As mentioned above, this instance-based model has the same structure as the model of probability adjustment. Representation of a trial instance consists of three parts: a decision context (in this case, the probability of the leading category), the decision itself (i.e., the resource allocation to the leading category), and the outcome of the decision (i.e., the payoff resulting from the match of that allocation to the ground truth of the identity of the responsible category). This representation is natural because all these pieces of information are available during a resource allocation instance and can plausibly be bound together in episodic memory. However, the problem is how to leverage it to make decisions.

Decision-making (choice) models based on this instance-based learning approach iterate through a small number of possible decisions, generating outcome expectancies from the match of context and decision, and then choose the decision with the highest expected outcome [47, 48]. Control models apply the reverse logic: given the current context and a goal (outcome) state, they match context and outcome to generate the expected action (usually a control value from a continuous domain) that will get the state closest to the goal [49, 50]. However, our problem does not fit either paradigm: unlike choice problems, it does not involve a small number of discrete actions but rather a range of possible allocation values, and, unlike control problems, there is no known goal state (expected outcome) to be reached.

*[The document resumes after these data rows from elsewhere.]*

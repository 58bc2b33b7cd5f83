//! ormbridge command-line tool.
//!
//! Loads a bridge configuration, connects to the remote server described by a
//! field metadata snapshot, finalizes the configured models in order and
//! prints the resulting local schema.

mod formatter;

use std::path::PathBuf;
use std::process::ExitCode;
use std::sync::Arc;

use clap::Parser;
use formatter::{ModelSummary, OutputFormat};
use tracing_subscriber::{layer::SubscriberExt, util::SubscriberInitExt};

use ormbridge::{BridgeConfig, BridgeContext, SchemaBridge};
use ormbridge_client::{ConnectionManager, LogNotifier, Snapshot, SnapshotClient};

/// ormbridge command-line tool
#[derive(Parser, Debug)]
#[command(name = "ormbridge")]
#[command(version, about = "Synthesize local model fields from a remote server", long_about = None)]
pub struct Args {
    /// Bridge configuration file (JSON).
    #[arg(short, long)]
    pub config: Option<PathBuf>,

    /// Remote field metadata snapshot (JSON).
    #[arg(short, long)]
    pub snapshot: PathBuf,

    /// Remote server host.
    #[arg(short = 'H', long)]
    pub host: Option<String>,

    /// Remote server port.
    #[arg(short, long)]
    pub port: Option<u16>,

    /// Remote database name.
    #[arg(short, long)]
    pub database: Option<String>,

    /// Login.
    #[arg(short, long)]
    pub user: Option<String>,

    /// Password.
    #[arg(long)]
    pub password: Option<String>,

    /// Locale sent with every remote call.
    #[arg(long)]
    pub language: Option<String>,

    /// Connection attempts before giving up.
    #[arg(long)]
    pub max_attempts: Option<u32>,

    /// Seconds between connection attempts.
    #[arg(long)]
    pub retry_delay: Option<u64>,

    /// Output format
    #[arg(long, default_value = "table", value_enum)]
    pub format: OutputFormat,

    /// Exit with an error when not connected or when links stay unresolved.
    #[arg(long)]
    pub strict: bool,
}

/// Resolved command-line configuration.
#[derive(Debug)]
pub struct CliConfig {
    pub bridge: BridgeConfig,
    pub snapshot: PathBuf,
    pub format: OutputFormat,
    pub strict: bool,
}

impl Args {
    /// Load the configuration file, if any, and apply command-line overrides.
    pub fn into_config(self) -> Result<CliConfig, ormbridge::Error> {
        let mut bridge = match &self.config {
            Some(path) => BridgeConfig::load(path)?,
            None => BridgeConfig::default(),
        };

        let connection = &mut bridge.connection;
        if let Some(host) = self.host {
            connection.host = Some(host);
        }
        if let Some(port) = self.port {
            connection.port = port;
        }
        if let Some(database) = self.database {
            connection.database = database;
        }
        if let Some(user) = self.user {
            connection.user = user;
        }
        if let Some(password) = self.password {
            connection.password = password;
        }
        if let Some(language) = self.language {
            connection.language = language;
        }
        if let Some(max_attempts) = self.max_attempts {
            bridge.retry.max_attempts = max_attempts;
        }
        if let Some(delay) = self.retry_delay {
            bridge.retry.delay_secs = delay;
        }

        Ok(CliConfig {
            bridge,
            snapshot: self.snapshot,
            format: self.format,
            strict: self.strict,
        })
    }
}

fn main() -> ExitCode {
    // Initialize tracing
    tracing_subscriber::registry()
        .with(
            tracing_subscriber::EnvFilter::try_from_default_env()
                .unwrap_or_else(|_| "ormbridge=info".into()),
        )
        .with(tracing_subscriber::fmt::layer().with_writer(std::io::stderr))
        .init();

    let args = Args::parse();

    match run(args) {
        Ok(true) => ExitCode::SUCCESS,
        Ok(false) => ExitCode::FAILURE,
        Err(e) => {
            eprintln!("Error: {}", e);
            ExitCode::FAILURE
        }
    }
}

fn run(args: Args) -> Result<bool, Box<dyn std::error::Error>> {
    let config = args.into_config()?;
    link_models(&config)
}

/// Connect, finalize every configured model and print the result.
///
/// Returns `false` in strict mode when the run left anything unlinked.
fn link_models(config: &CliConfig) -> Result<bool, Box<dyn std::error::Error>> {
    let bridge_config = &config.bridge;
    let snapshot = Snapshot::load(&config.snapshot)?;
    tracing::info!(
        snapshot = %config.snapshot.display(),
        remote_models = snapshot.models.len(),
        models = bridge_config.models.len(),
        "configuration loaded"
    );

    let mut manager = ConnectionManager::new(
        Arc::new(SnapshotClient::new(snapshot)),
        bridge_config.connection_config(),
    )
    .with_retry_policy(bridge_config.retry_policy());
    if let Some(notification) = bridge_config.notification_config() {
        manager = manager.with_notification(notification, Arc::new(LogNotifier));
    }

    let context = Arc::new(BridgeContext::new());
    let connection = context.connect(&manager)?;
    let bridge = SchemaBridge::new(context);

    let models = bridge_config.bridged_models();
    let mut outcomes = Vec::with_capacity(models.len());
    for model in &models {
        outcomes.push(bridge.on_model_finalized(model.clone())?);
    }

    // Summarized only now: later models may have completed earlier ones.
    let summaries: Vec<ModelSummary> = models
        .iter()
        .zip(&outcomes)
        .map(|(model, outcome)| ModelSummary::new(model, outcome))
        .collect();
    let pending = bridge.pending_links();

    let formatter = formatter::create_formatter(config.format);
    println!("{}", formatter.format_report(&summaries, &pending));

    if !pending.is_empty() {
        tracing::warn!(count = pending.len(), "links left unresolved");
    }

    Ok(!(config.strict && (!connection.is_connected() || !pending.is_empty())))
}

Our model’s control logic takes a more complex hybrid approach, involving two steps of access to experiences in declarative memory rather than a single one. The first step consists of generating an expected outcome weighted over the available decisions given the current context. The second step will then generate the decision that most likely leads to that outcome given to the context. Note that this process is not guaranteed to generate optimal decisions, and indeed people do not. Rather, it represents a parsimonious way to leverage our memory of past decisions in this paradigm that still provides functional behavior. A significant theoretical achievement of our approach is that it unifies control models and choice models in a single decision-making paradigm.

When determining how many resources to apply to the lead category, the model initially has only the probability assigned to that category. The first step is to estimate an expected outcome. This is done by performing a blended retrieval on chunks representing past resource allocation decisions using the probability as a cue. The outcome value of the retrieved chunk is the expected outcome for the trial. Next, based on the probability assigned to the leading category and the expected outcome, an additional blended retrieval is performed. The partial matching mechanism is leveraged to allow for nonperfect matches to contribute to the estimation of expected outcome and resource quantity. The resource allocation value of this second blended allocate chunk is the quantity of resources that the model assigns to the leading category. After feedback is received, the model learns a resource allocation decision chunk that associates the leading category probability, the quantity of resources assigned to the leading category, and the actual outcome of the trial (i.e., the resource allocation score for that trial). Additionally, up to two counterfactual chunks are committed to declarative memory. The counterfactuals represent what would have happened if a winner-take-all resource assignment had been applied and what would have happened if a pure probability-matched resource assignment (i.e., using the same values as the final probabilities) had been applied. The actual nature of the counterfactual assignments is not important; what is essential is to give the model a broad enough set of experience representing not only the choices made but also those that could have been made.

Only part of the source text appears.